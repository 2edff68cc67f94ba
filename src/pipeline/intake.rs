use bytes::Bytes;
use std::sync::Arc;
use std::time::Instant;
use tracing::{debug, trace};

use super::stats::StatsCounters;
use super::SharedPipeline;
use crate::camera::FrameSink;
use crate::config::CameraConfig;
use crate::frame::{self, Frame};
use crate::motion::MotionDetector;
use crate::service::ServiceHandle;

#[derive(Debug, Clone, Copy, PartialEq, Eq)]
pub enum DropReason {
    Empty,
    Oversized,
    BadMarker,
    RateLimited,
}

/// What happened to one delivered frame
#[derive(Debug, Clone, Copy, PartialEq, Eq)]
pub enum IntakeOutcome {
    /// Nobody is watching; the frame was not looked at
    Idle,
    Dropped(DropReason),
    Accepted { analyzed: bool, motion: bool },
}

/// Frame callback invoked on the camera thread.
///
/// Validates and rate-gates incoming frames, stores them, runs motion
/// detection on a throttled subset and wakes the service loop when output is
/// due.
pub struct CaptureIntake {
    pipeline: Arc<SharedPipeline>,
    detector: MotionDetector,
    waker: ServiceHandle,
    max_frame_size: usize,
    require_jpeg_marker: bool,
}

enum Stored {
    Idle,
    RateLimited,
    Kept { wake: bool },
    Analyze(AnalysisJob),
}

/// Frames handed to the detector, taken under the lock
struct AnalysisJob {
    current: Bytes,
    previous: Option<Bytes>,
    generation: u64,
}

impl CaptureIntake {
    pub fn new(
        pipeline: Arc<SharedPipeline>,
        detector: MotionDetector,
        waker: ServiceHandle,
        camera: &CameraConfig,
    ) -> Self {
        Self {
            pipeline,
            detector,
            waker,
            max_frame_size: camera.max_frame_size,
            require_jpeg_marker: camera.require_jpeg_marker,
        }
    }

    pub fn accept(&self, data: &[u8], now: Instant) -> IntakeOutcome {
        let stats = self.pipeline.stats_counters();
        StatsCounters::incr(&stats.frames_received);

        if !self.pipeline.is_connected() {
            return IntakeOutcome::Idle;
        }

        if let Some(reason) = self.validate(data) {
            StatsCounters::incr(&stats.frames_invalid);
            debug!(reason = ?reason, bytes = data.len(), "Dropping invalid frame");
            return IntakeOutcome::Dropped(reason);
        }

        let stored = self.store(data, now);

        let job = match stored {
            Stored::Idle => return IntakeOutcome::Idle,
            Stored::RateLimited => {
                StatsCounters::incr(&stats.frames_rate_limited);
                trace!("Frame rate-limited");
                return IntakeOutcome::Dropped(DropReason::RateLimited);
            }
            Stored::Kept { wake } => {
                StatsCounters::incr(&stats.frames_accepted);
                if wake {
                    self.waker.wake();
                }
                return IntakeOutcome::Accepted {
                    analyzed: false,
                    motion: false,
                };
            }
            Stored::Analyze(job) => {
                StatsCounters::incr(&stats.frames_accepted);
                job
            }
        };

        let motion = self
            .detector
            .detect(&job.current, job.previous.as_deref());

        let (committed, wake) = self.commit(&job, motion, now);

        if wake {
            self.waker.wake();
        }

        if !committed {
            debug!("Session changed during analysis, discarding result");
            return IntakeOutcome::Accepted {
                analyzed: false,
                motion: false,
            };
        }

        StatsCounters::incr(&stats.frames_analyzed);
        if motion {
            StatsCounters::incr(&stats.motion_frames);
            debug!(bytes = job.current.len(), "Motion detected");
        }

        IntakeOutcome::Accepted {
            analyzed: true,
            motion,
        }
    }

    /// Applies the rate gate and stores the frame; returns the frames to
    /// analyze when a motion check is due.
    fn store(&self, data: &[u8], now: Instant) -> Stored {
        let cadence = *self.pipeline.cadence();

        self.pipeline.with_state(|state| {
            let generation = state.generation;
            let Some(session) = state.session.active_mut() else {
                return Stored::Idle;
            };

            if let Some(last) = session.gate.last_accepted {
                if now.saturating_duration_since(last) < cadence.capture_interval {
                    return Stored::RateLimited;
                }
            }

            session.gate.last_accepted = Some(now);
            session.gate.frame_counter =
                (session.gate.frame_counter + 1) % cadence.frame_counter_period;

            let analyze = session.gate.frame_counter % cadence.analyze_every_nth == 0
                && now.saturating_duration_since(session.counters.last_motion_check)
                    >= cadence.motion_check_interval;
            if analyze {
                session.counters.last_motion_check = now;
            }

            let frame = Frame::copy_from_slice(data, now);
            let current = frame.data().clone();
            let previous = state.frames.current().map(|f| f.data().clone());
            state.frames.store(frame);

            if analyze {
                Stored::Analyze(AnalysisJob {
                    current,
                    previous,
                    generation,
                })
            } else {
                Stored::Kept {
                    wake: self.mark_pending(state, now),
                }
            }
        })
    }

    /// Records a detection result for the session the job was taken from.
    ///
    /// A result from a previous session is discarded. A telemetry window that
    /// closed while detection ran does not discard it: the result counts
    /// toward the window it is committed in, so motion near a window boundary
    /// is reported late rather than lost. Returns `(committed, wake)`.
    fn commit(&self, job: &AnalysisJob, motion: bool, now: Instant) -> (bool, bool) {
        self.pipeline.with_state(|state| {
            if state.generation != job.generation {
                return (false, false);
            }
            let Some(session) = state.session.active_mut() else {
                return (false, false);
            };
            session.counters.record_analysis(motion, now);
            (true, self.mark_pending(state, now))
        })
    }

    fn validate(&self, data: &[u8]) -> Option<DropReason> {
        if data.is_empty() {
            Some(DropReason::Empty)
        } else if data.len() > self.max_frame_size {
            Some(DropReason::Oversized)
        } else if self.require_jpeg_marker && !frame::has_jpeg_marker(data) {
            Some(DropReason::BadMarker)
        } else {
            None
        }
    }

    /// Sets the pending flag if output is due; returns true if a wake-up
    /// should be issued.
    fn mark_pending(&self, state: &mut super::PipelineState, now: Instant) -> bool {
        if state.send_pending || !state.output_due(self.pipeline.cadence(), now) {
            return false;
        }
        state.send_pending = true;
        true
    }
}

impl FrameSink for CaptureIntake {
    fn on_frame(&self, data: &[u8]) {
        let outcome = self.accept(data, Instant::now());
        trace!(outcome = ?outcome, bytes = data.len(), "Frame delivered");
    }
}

* **Work to complete**
Each line of the data must be returned exactly.

* **Your response**
repository 2edff68cc67f94ba
filename src/pipeline/intake.rs
use bytes::Bytes;
use std::sync::Arc;
use std::time::Instant;
use tracing::{debug, trace};

use super::stats::StatsCounters;
use super::SharedPipeline;
use crate::camera::FrameSink;
use crate::config::CameraConfig;
use crate::frame::{self, Frame};
use crate::motion::MotionDetector;
use crate::service::ServiceHandle;

#[derive(Debug, Clone, Copy, PartialEq, Eq)]
pub enum DropReason {
    Empty,
    Oversized,
    BadMarker,
    RateLimited,
}

/// What happened to one delivered frame
#[derive(Debug, Clone, Copy, PartialEq, Eq)]
pub enum IntakeOutcome {
    /// Nobody is watching; the frame was not looked at
    Idle,
    Dropped(DropReason),
    Accepted { analyzed: bool, motion: bool },
}

/// Frame callback invoked on the camera thread.
///
/// Validates and rate-gates incoming frames, stores them, runs motion
/// detection on a throttled subset and wakes the service loop when output is
/// due.
pub struct CaptureIntake {
    pipeline: Arc<SharedPipeline>,
    detector: MotionDetector,
    waker: ServiceHandle,
    max_frame_size: usize,
    require_jpeg_marker: bool,
}

enum Stored {
    Idle,
    RateLimited,
    Kept { wake: bool },
    Analyze(AnalysisJob),
}

/// Frames handed to the detector, taken under the lock
struct AnalysisJob {
    current: Bytes,
    previous: Option<Bytes>,
    generation: u64,
}

impl CaptureIntake {
    pub fn new(
        pipeline: Arc<SharedPipeline>,
        detector: MotionDetector,
        waker: ServiceHandle,
        camera: &CameraConfig,
    ) -> Self {
        Self {
            pipeline,
            detector,
            waker,
            max_frame_size: camera.max_frame_size,
            require_jpeg_marker: camera.require_jpeg_marker,
        }
    }

    pub fn accept(&self, data: &[u8], now: Instant) -> IntakeOutcome {
        let stats = self.pipeline.stats_counters();
        StatsCounters::incr(&stats.frames_received);

        if !self.pipeline.is_connected() {
            return IntakeOutcome::Idle;
        }

        if let Some(reason) = self.validate(data) {
            StatsCounters::incr(&stats.frames_invalid);
            debug!(reason = ?reason, bytes = data.len(), "Dropping invalid frame");
            return IntakeOutcome::Dropped(reason);
        }

        let stored = self.store(data, now);

        let job = match stored {
            Stored::Idle => return IntakeOutcome::Idle,
            Stored::RateLimited => {
                StatsCounters::incr(&stats.frames_rate_limited);
                trace!("Frame rate-limited");
                return IntakeOutcome::Dropped(DropReason::RateLimited);
            }
            Stored::Kept { wake } => {
                StatsCounters::incr(&stats.frames_accepted);
                if wake {
                    self.waker.wake();
                }
                return IntakeOutcome::Accepted {
                    analyzed: false,
                    motion: false,
                };
            }
            Stored::Analyze(job) => {
                StatsCounters::incr(&stats.frames_accepted);
                job
            }
        };

        let motion = self
            .detector
            .detect(&job.current, job.previous.as_deref());

        let (committed, wake) = self.commit(&job, motion, now);

        if wake {
            self.waker.wake();
        }

        if !committed {
            debug!("Session changed during analysis, discarding result");
            return IntakeOutcome::Accepted {
                analyzed: false,
                motion: false,
            };
        }

        StatsCounters::incr(&stats.frames_analyzed);
        if motion {
            StatsCounters::incr(&stats.motion_frames);
            debug!(bytes = job.current.len(), "Motion detected");
        }

        IntakeOutcome::Accepted {
            analyzed: true,
            motion,
        }
    }

    /// Applies the rate gate and stores the frame; returns the frames to
    /// analyze when a motion check is due.
    fn store(&self, data: &[u8], now: Instant) -> Stored {
        let cadence = *self.pipeline.cadence();

        self.pipeline.with_state(|state| {
            let generation = state.generation;
            let Some(session) = state.session.active_mut() else {
                return Stored::Idle;
            };

            if let Some(last) = session.gate.last_accepted {
                if now.saturating_duration_since(last) < cadence.capture_interval {
                    return Stored::RateLimited;
                }
            }

            session.gate.last_accepted = Some(now);
            session.gate.frame_counter =
                (session.gate.frame_counter + 1) % cadence.frame_counter_period;

            let analyze = session.gate.frame_counter % cadence.analyze_every_nth == 0
                && now.saturating_duration_since(session.counters.last_motion_check)
                    >= cadence.motion_check_interval;
            if analyze {
                session.counters.last_motion_check = now;
            }

            let frame = Frame::copy_from_slice(data, now);
            let current = frame.data().clone();
            let previous = state.frames.current().map(|f| f.data().clone());
            state.frames.store(frame);

            if analyze {
                Stored::Analyze(AnalysisJob {
                    current,
                    previous,
                    generation,
                })
            } else {
                Stored::Kept {
                    wake: self.mark_pending(state, now),
                }
            }
        })
    }

    /// Records a detection result for the session the job was taken from.
    ///
    /// A result from a previous session is discarded. A telemetry window that
    /// closed while detection ran does not discard it: the result counts
    /// toward the window it is committed in, so motion near a window boundary
    /// is reported late rather than lost. Returns `(committed, wake)`.
    fn commit(&self, job: &AnalysisJob, motion: bool, now: Instant) -> (bool, bool) {
        self.pipeline.with_state(|state| {
            if state.generation != job.generation {
                return (false, false);
            }
            let Some(session) = state.session.active_mut() else {
                return (false, false);
            };
            session.counters.record_analysis(motion, now);
            (true, self.mark_pending(state, now))
        })
    }

    fn validate(&self, data: &[u8]) -> Option<DropReason> {
        if data.is_empty() {
            Some(DropReason::Empty)
        } else if data.len() > self.max_frame_size {
            Some(DropReason::Oversized)
        } else if self.require_jpeg_marker && !frame::has_jpeg_marker(data) {
            Some(DropReason::BadMarker)
        } else {
            None
        }
    }

    /// Sets the pending flag if output is due; returns true if a wake-up
    /// should be issued.
    fn mark_pending(&self, state: &mut super::PipelineState, now: Instant) -> bool {
        if state.send_pending || !state.output_due(self.pipeline.cadence(), now) {
            return false;
        }
        state.send_pending = true;
        true
    }
}

impl FrameSink for CaptureIntake {
    fn on_frame(&self, data: &[u8]) {
        let outcome = self.accept(data, Instant::now());
        trace!(outcome = ?outcome, bytes = data.len(), "Frame delivered");
    }
}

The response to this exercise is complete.